On an electric bass guitar or indeed any electric guitar, the term "pickup height" refers to the distance between the pickups and the strings. Electric guitar pickups create a signal from the vibration of the strings interfering with the electromagnetic field of the pickup. Since this is the case, adjusting the distance between the pickup and the strings affects the sound and playability of the bass in many ways.
The adjustment of the pickup height is in itself a very simple operation. There are two screws on either side of the pickup. When the screws are turned one way the pickup rises from the body of the guitar (closer to the strings) and when the screws are turned the other way they are adjusted away from the strings.
The difficult part is knowing what height to adjust them to, and this depends on many factors all of them relating to personal preference.
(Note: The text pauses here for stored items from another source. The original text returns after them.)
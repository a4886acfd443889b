//! OpenAPI-shaped specification documents.
//!
//! Generated specifications follow the OpenAPI layout
//! `paths -> path -> method -> operation { parameters }`. Parameters are
//! stored as query parameters whose `schema` carries the type and
//! constraints; [`Parameter`] values are converted on the way in and out.

use std::collections::BTreeMap;

use serde::{Deserialize, Serialize};
use serde_json::{Map, Value};

use crate::types::{Constraints, EndpointSchema, ParamType, Parameter};

const OPENAPI_VERSION: &str = "3.0.0";

/// Document metadata.
#[derive(Debug, Clone, PartialEq, Serialize, Deserialize)]
pub struct SpecInfo {
    pub title: String,
    pub version: String,
}

impl Default for SpecInfo {
    fn default() -> Self {
        Self {
            title: "Generated API Spec".to_string(),
            version: "1.0.0".to_string(),
        }
    }
}

/// The `schema` object of an OpenAPI parameter.
#[derive(Debug, Clone, Default, PartialEq, Serialize, Deserialize)]
pub struct ParameterSchema {
    #[serde(rename = "type", default)]
    pub param_type: ParamType,
    #[serde(default, skip_serializing_if = "Option::is_none")]
    pub minimum: Option<f64>,
    #[serde(default, skip_serializing_if = "Option::is_none")]
    pub maximum: Option<f64>,
    #[serde(default, rename = "enum", skip_serializing_if = "Vec::is_empty")]
    pub allowed: Vec<Value>,
    #[serde(default, skip_serializing_if = "Option::is_none")]
    pub default: Option<Value>,
}

/// A single OpenAPI parameter object.
#[derive(Debug, Clone, PartialEq, Serialize, Deserialize)]
pub struct SpecParameter {
    pub name: String,
    #[serde(rename = "in", default = "default_location")]
    pub location: String,
    #[serde(default)]
    pub required: bool,
    #[serde(default)]
    pub description: String,
    #[serde(default)]
    pub schema: ParameterSchema,
    #[serde(
        rename = "x-conditional-requirement",
        default,
        skip_serializing_if = "Option::is_none"
    )]
    pub conditional_requirement: Option<Value>,
}

fn default_location() -> String {
    "query".to_string()
}

impl From<&Parameter> for SpecParameter {
    fn from(param: &Parameter) -> Self {
        Self {
            name: param.name.clone(),
            location: default_location(),
            required: param.required,
            description: param.description.clone(),
            schema: ParameterSchema {
                param_type: param.param_type.clone(),
                minimum: param.constraints.min,
                maximum: param.constraints.max,
                allowed: param.constraints.allowed.clone(),
                default: param.constraints.default.clone(),
            },
            conditional_requirement: param.constraints.conditional_requirement.clone(),
        }
    }
}

impl From<&SpecParameter> for Parameter {
    fn from(param: &SpecParameter) -> Self {
        Self {
            name: param.name.clone(),
            param_type: param.schema.param_type.clone(),
            required: param.required,
            description: param.description.clone(),
            constraints: Constraints {
                min: param.schema.minimum,
                max: param.schema.maximum,
                allowed: param.schema.allowed.clone(),
                default: param.schema.default.clone(),
                conditional_requirement: param.conditional_requirement.clone(),
            },
        }
    }
}

/// An operation object under a path and method.
#[derive(Debug, Clone, Default, PartialEq, Serialize, Deserialize)]
pub struct Operation {
    #[serde(default, skip_serializing_if = "Option::is_none")]
    pub summary: Option<String>,
    #[serde(default)]
    pub parameters: Vec<SpecParameter>,
    /// Any other operation fields (responses, tags, ...), kept verbatim.
    #[serde(flatten)]
    pub extra: Map<String, Value>,
}

/// A full API specification document.
#[derive(Debug, Clone, PartialEq, Serialize, Deserialize)]
pub struct ApiSpec {
    #[serde(default = "default_openapi_version")]
    pub openapi: String,
    #[serde(default)]
    pub info: SpecInfo,
    /// path -> lower-case method -> operation
    #[serde(default)]
    pub paths: BTreeMap<String, BTreeMap<String, Operation>>,
    #[serde(flatten)]
    pub extra: Map<String, Value>,
}

fn default_openapi_version() -> String {
    OPENAPI_VERSION.to_string()
}

impl Default for ApiSpec {
    fn default() -> Self {
        Self {
            openapi: default_openapi_version(),
            info: SpecInfo::default(),
            paths: BTreeMap::new(),
            extra: Map::new(),
        }
    }
}

impl ApiSpec {
    /// Builds a document holding the given endpoints.
    ///
    /// A later endpoint with the same method and path replaces an earlier one.
    pub fn from_endpoints(title: impl Into<String>, endpoints: &[EndpointSchema]) -> Self {
        let mut spec = Self {
            info: SpecInfo {
                title: title.into(),
                ..SpecInfo::default()
            },
            ..Self::default()
        };
        for endpoint in endpoints {
            spec.insert_endpoint(endpoint);
        }
        spec
    }

    /// Adds or replaces the operation for `endpoint`.
    pub fn insert_endpoint(&mut self, endpoint: &EndpointSchema) {
        let operation = Operation {
            summary: endpoint.summary.clone(),
            parameters: endpoint.parameters.iter().map(SpecParameter::from).collect(),
            extra: Map::new(),
        };
        self.paths
            .entry(endpoint.path.clone())
            .or_default()
            .insert(endpoint.method.to_lowercase(), operation);
    }

    /// Looks up one endpoint. `method` is matched case-insensitively.
    ///
    /// ## Examples
    ///
    /// ```
    /// use synthapi_lib::{ApiSpec, EndpointSchema, ParamType, Parameter};
    ///
    /// let mut endpoint = EndpointSchema::new("GET", "/v3/businesses/search");
    /// endpoint.parameters.push(Parameter::new("term", ParamType::String));
    /// let spec = ApiSpec::from_endpoints("yelp", &[endpoint]);
    ///
    /// let found = spec.endpoint("get", "/v3/businesses/search").unwrap();
    /// assert_eq!(found.parameters[0].name, "term");
    /// assert!(spec.endpoint("POST", "/v3/businesses/search").is_none());
    /// ```
    pub fn endpoint(&self, method: &str, path: &str) -> Option<EndpointSchema> {
        let operation = self.paths.get(path)?.get(&method.to_lowercase())?;
        Some(to_endpoint(path, &method.to_uppercase(), operation))
    }

    /// All endpoints in path order, then method order.
    pub fn endpoints(&self) -> Vec<EndpointSchema> {
        self.paths
            .iter()
            .flat_map(|(path, methods)| {
                methods
                    .iter()
                    .map(move |(method, op)| to_endpoint(path, &method.to_uppercase(), op))
            })
            .collect()
    }
}

fn to_endpoint(path: &str, method: &str, operation: &Operation) -> EndpointSchema {
    EndpointSchema {
        method: method.to_string(),
        path: path.to_string(),
        summary: operation.summary.clone(),
        parameters: operation.parameters.iter().map(Parameter::from).collect(),
    }
}

#[cfg(test)]
mod tests {
    use super::*;
    use serde_json::json;

    fn search_endpoint() -> EndpointSchema {
        let mut endpoint = EndpointSchema::new("GET", "/v3/businesses/search");
        endpoint.summary = Some("Search businesses".to_string());
        endpoint.parameters = vec![
            Parameter::new("location", ParamType::String)
                .required()
                .with_description("Where to search"),
            Parameter::new("limit", ParamType::Integer).with_range(Some(0.0), Some(50.0)),
            Parameter::new("sort_by", ParamType::String).with_enum(["best_match", "rating"]),
        ];
        endpoint
    }

    #[test]
    fn parameters_are_written_as_query_parameters() {
        let spec = ApiSpec::from_endpoints("yelp", &[search_endpoint()]);
        let value = serde_json::to_value(&spec).unwrap();

        let params = &value["paths"]["/v3/businesses/search"]["get"]["parameters"];
        assert_eq!(params[0]["in"], "query");
        assert_eq!(params[0]["required"], true);
        assert_eq!(params[1]["schema"], json!({ "type": "integer", "minimum": 0.0, "maximum": 50.0 }));
        assert_eq!(params[2]["schema"]["enum"], json!(["best_match", "rating"]));
        assert_eq!(value["openapi"], "3.0.0");
        assert_eq!(value["info"]["title"], "yelp");
    }

    #[test]
    fn zero_bounds_are_preserved() {
        let spec = ApiSpec::from_endpoints("yelp", &[search_endpoint()]);
        let endpoint = spec.endpoint("GET", "/v3/businesses/search").unwrap();
        assert_eq!(endpoint.parameters[1].constraints.min, Some(0.0));
    }

    #[test]
    fn endpoint_round_trips_through_the_document() {
        let original = search_endpoint();
        let spec = ApiSpec::from_endpoints("yelp", &[original.clone()]);
        let text = serde_json::to_string_pretty(&spec).unwrap();
        let reloaded: ApiSpec = serde_json::from_str(&text).unwrap();

        assert_eq!(reloaded.endpoint("GET", &original.path), Some(original));
    }

    #[test]
    fn reads_documents_written_by_the_capture_form() {
        let doc = json!({
            "openapi": "3.0.0",
            "info": { "title": "Generated API Spec", "version": "1.0.0" },
            "paths": {
                "/users": {
                    "get": {
                        "summary": "List users",
                        "parameters": [
                            {
                                "name": "active",
                                "in": "query",
                                "required": false,
                                "schema": { "type": "boolean" },
                                "description": "Only active users"
                            }
                        ],
                        "responses": { "200": { "description": "ok" } }
                    }
                }
            },
            "servers": [{ "url": "https://example.com" }]
        });

        let spec: ApiSpec = serde_json::from_value(doc).unwrap();
        let endpoint = spec.endpoint("GET", "/users").unwrap();
        assert_eq!(endpoint.parameters[0].param_type, ParamType::Boolean);
        assert!(spec.extra.contains_key("servers"));

        let operation = &spec.paths["/users"]["get"];
        assert!(operation.extra.contains_key("responses"));
    }

    #[test]
    fn endpoints_lists_every_operation() {
        let mut post = EndpointSchema::new("POST", "/v3/businesses/search");
        post.parameters.push(Parameter::new("name", ParamType::String));
        let spec = ApiSpec::from_endpoints("yelp", &[search_endpoint(), post]);

        let endpoints = spec.endpoints();
        assert_eq!(endpoints.len(), 2);
        assert_eq!(endpoints[0].method, "GET");
        assert_eq!(endpoints[1].method, "POST");
    }

    #[test]
    fn missing_paths_deserialize_as_empty() {
        let spec: ApiSpec = serde_json::from_value(json!({})).unwrap();
        assert!(spec.paths.is_empty());
        assert!(spec.endpoint("GET", "/").is_none());
    }
}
When pickup height is very low (close to the string) the pickups will receive a stronger signal from the strings. This results in a brighter, louder tone from the guitar and allows the guitar to be played with a lighter touch. If you’re playing style includes a lot of finesse and softer tones, you will probably benefit from lowering the pickup height.
However, if you play a lot of slap bass or fast-driving heavy-metal bass you may find the strings frequently coming into contact with the pickups. This can result in "clatter" noise as the strings slap against the pickups. Some pickups also emit a loud pop when this happens, particularly if the wiring in the bass is not grounded properly. In this case you will need to increase pickup height to eliminate this problem.
The general rule of thumb is that you want the pickups to be as close to the strings as possible without actually touching them.
Another consideration is using pickup height to adjust the sound of the bass. Many basses naturally produce a louder tone from the low strings (E and A) than they do from the high ones (D and G). This can be compensated for by adjusting the pickup height unevenly giving more height under E and A than under D and G. Or you may prefer a muddier sound from your bass which can be achieved by lowering the pickups and increasing string height.
The best advice is to try it several different ways. Adjust them really high and try that for a few days, then try them really low and see how that goes. If you have multiple pickups do one high and one low and see how that plays for awhile. Only through experimentation can you find out what really works for you and your bass.